Priming can be done with basic turpentine whilst the type of wood will determine the finish. If you have a pine unit or chair then I would recommend a simple stain varnish(most are available in pine colors as well as darker choices).

You can find bonding primer at Sherwin Williams and other retailers. If the surface has been completely stripped, a good wood primer will work.

Directly before applying primer, use a tackcloth to thoroughly remove dust particles from the surfaces. Apply the primer per the instructions.To get the smoothest results, use a foam roller to apply the primer and paint. Foam rollers are intended for doors and trim which require very smooth finishes, and will leave beautiful results on furniture.


When choosing paint, remember that alkyd (oil-based) paints will be the most durable, but good waterborne paints exist. Alkyd paints form very rigid, chip-resistant coats which are necessary on furniture. Inform the paint store clerk that you are painting furniture, and they will recommend the correct product.

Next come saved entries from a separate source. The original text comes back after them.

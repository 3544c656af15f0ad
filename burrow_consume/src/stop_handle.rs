use std::sync::Arc;
use std::sync::atomic::{AtomicBool, Ordering};

use tracing::info;

#[derive(Debug, Default)]
struct StopSignal {
    listening: AtomicBool,
    timed_out: AtomicBool,
}

/// Cloneable handle that asks a running consumer to stop
///
/// The consumer checks the handle before every claim, so a request made
/// while it waits for an item takes effect once that wait ends.
#[derive(Debug, Clone, Default)]
pub struct StopHandle {
    signal: Arc<StopSignal>,
}

impl StopHandle {
    /// Ask the consumer to stop after the item it's currently on
    pub fn request_stop(&self) {
        if self.signal.listening.swap(false, Ordering::SeqCst) {
            info!("Consumer stop requested");
        }
    }

    /// Stop because no item arrived in time
    pub fn on_idle_timeout(&self) {
        info!("Idle timeout reached");
        self.signal.timed_out.store(true, Ordering::SeqCst);
        self.signal.listening.store(false, Ordering::SeqCst);
    }

    pub fn is_listening(&self) -> bool {
        self.signal.listening.load(Ordering::SeqCst)
    }

    pub(crate) fn timed_out(&self) -> bool {
        self.signal.timed_out.load(Ordering::SeqCst)
    }

    pub(crate) fn start(&self) {
        self.signal.timed_out.store(false, Ordering::SeqCst);
        self.signal.listening.store(true, Ordering::SeqCst);
    }

    pub(crate) fn halt(&self) {
        self.signal.listening.store(false, Ordering::SeqCst);
    }
}
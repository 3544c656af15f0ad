use burrow_core::Result;
use serde_json::Value;
use std::future::Future;

use crate::Decoder;

/// What a worker gets to look at for a single item
#[derive(Debug, Clone)]
pub struct Workload {
    pub item_id: String,
    pub queue: String,

    /// The item body, already decoded
    pub data: Value,

    /// How many times the item went back to the queue after being claimed
    pub release_count: u32,
    pub reject_count: u32,
}

/// What the worker decided should happen to the item
#[derive(Debug, Clone, PartialEq, Eq)]
pub enum WorkSummary {
    /// Done, acknowledge and forget the item
    Success,

    /// Put the item back so it's delivered again
    Requeue,

    /// Put the item back and stop consuming
    Suspend,

    /// Could not be processed, reject the item
    Failure(String),
}

/// What the consumer actually did with the item
#[derive(Debug, Clone, Copy, PartialEq, Eq)]
pub enum Outcome {
    Acknowledged,
    Requeued,
    Suspended,
    Rejected,
}

impl Outcome {
    /// Only items that left the queue for good count against the iteration limit
    pub fn completes_iteration(&self) -> bool {
        matches!(self, Outcome::Acknowledged | Outcome::Rejected)
    }
}

/// Application logic that handles the items of a queue
pub trait Worker: Send + Sync {
    fn work<'a>(
        &'a self,
        workload: &'a Workload,
    ) -> impl Future<Output = Result<WorkSummary>> + Send + 'a;

    /// Decoder to use for item bodies when the consumer wasn't given one
    fn decoder(&self) -> Option<Decoder> {
        None
    }
}
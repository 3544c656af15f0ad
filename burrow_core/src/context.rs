use crate::{Forum, Keys, Result};

/// One queue's view of a [`Forum`]
///
/// Every producer, consumer and inspector owns its own context; nothing is
/// shared through globals. The queue name scopes all Redis keys the holder
/// touches. Contexts cloned from the same forum draw from one connection
/// pool, so closing that forum ends every one of them.
#[derive(Clone)]
pub struct Context {
    forum: Forum,
    queue: String,
    keys: Keys,
}

impl Context {
    pub fn new(forum: Forum, queue: impl ToString) -> Self {
        Self {
            forum,
            queue: queue.to_string(),
            keys: Keys::with_queue(queue),
        }
    }

    /// Context over a fresh forum pointed at `BURROW_REDIS_URL` or `REDIS_URL`
    pub fn try_from_env(queue: impl ToString) -> Result<Self> {
        let forum = Forum::try_from_env()?;
        Ok(Self::new(forum, queue))
    }

    /// Check a connection out of the pool for a single queue operation
    ///
    /// The connection goes back to the pool when dropped; fails once the
    /// forum is closed.
    pub async fn get_connection(&self) -> Result<deadpool_redis::Connection> {
        Ok(self.forum.redis_pool().get().await?)
    }

    pub fn queue(&self) -> &str {
        &self.queue
    }

    pub fn keys(&self) -> &Keys {
        &self.keys
    }

    pub fn forum(&self) -> &Forum {
        &self.forum
    }

    /// Same pool, different queue
    pub fn clone_for_queue(&self, queue: impl ToString) -> Self {
        Self::new(self.forum.clone(), queue)
    }
}

#[cfg(test)]
mod tests {
    use super::*;
    use crate::BurrowError;

    #[tokio::test]
    async fn contexts_for_other_queues_share_the_pool() {
        let orders = Forum::new("redis://127.0.0.1:6379").unwrap().queue("orders");
        let invoices = orders.clone_for_queue("invoices");

        assert_eq!(invoices.queue(), "invoices");
        assert_eq!(invoices.keys().queued_set(), "burrow:{invoices}:queued");
        assert_eq!(orders.keys().queued_set(), "burrow:{orders}:queued");

        orders.forum().close();
        assert!(invoices.forum().is_closed());
        let err = invoices.get_connection().await.err().expect("pool should be closed");
        assert!(matches!(err, BurrowError::Pool(_)));
        assert!(err.into_transport().is_transport());
    }
}
//! # Errors
//!
//! $$
//! \text{solve}:(C,S,K,T,r)\to\sigma \;\cup\; \{\text{InvalidInput},\text{NumericalDivergence},\dots\}
//! $$
//!
use chrono::NaiveDate;
use thiserror::Error;

/// Crate-wide result alias.
pub type Result<T> = std::result::Result<T, HedgeError>;

/// Errors raised by the pricer, the implied volatility solver and the hedge portfolio.
#[derive(Debug, Error)]
pub enum HedgeError {
  /// Non-positive or non-finite model input, rejected before any computation.
  #[error("invalid input: {0}")]
  InvalidInput(String),

  /// Newton-Raphson left the admissible region (vanishing vega, non-finite or negative sigma).
  #[error("implied volatility diverged after {iterations} iterations: {reason}")]
  NumericalDivergence {
    /// Newton updates performed before the divergence was detected.
    iterations: usize,
    /// What went wrong.
    reason: String,
  },

  /// The solver ran out of iterations and the caller asked for a strict result.
  #[error("implied volatility did not converge after {iterations} iterations (last sigma {sigma:.6})")]
  MaxIterationsExceeded {
    /// Last sigma estimate.
    sigma: f64,
    /// Iterations performed.
    iterations: usize,
  },

  /// The quote series has no observation for the requested date.
  #[error("no quote {}", quote_date(.0))]
  MissingQuote(Option<NaiveDate>),

  /// Operation invoked out of the initialize-then-update sequence.
  #[error("invalid state: {0}")]
  InvalidState(&'static str),

  /// Failure reported by an external collaborator (quote source, calendar).
  #[error(transparent)]
  Source(#[from] anyhow::Error),
}

fn quote_date(date: &Option<NaiveDate>) -> String {
  match date {
    Some(date) => format!("for {date}"),
    None => "in an empty series".to_string(),
  }
}

/// Reject anything that is not a finite, strictly positive number.
pub(crate) fn ensure_positive(name: &str, value: f64) -> Result<()> {
  if value.is_finite() && value > 0.0 {
    Ok(())
  } else {
    Err(HedgeError::InvalidInput(format!(
      "{name} must be finite and > 0, got {value}"
    )))
  }
}

pub(crate) fn ensure_finite(name: &str, value: f64) -> Result<()> {
  if value.is_finite() {
    Ok(())
  } else {
    Err(HedgeError::InvalidInput(format!(
      "{name} must be finite, got {value}"
    )))
  }
}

You now have to decide if you want to paint or stain the wood. If it’s beautiful wood, I suggest staining, but painting can make a beautiful piece, also. For many years, the only acceptable paint for good furniture was oil-base enamel, but there are now water base enamels that are very good, and easier to handle and clean. Use a tack cloth to remove any dust after the sanding process.

If using alkyd paint, light sanding may be necessary between coats to remove dust particles which have settled in the wet paint. Use very fine (220 grit) sandpaper to lightly even the paint surface between coats. After sanding, use a tackcloth to remove dust particles before reapplying paint.

If you want an economical way to keep brushes supple while you are doing other things then simply immerse them fully in a pot with water and a touch of white spirit there really is no need to use gallons of spirit especially if you intend to use the same colors or varnish again.


One final note – do not return furniture pieces to use until the paint has thoroughly dried. This is especially important for furniture with friction surfaces such as tables and chairs. Check the paint instructions for recommended curing time.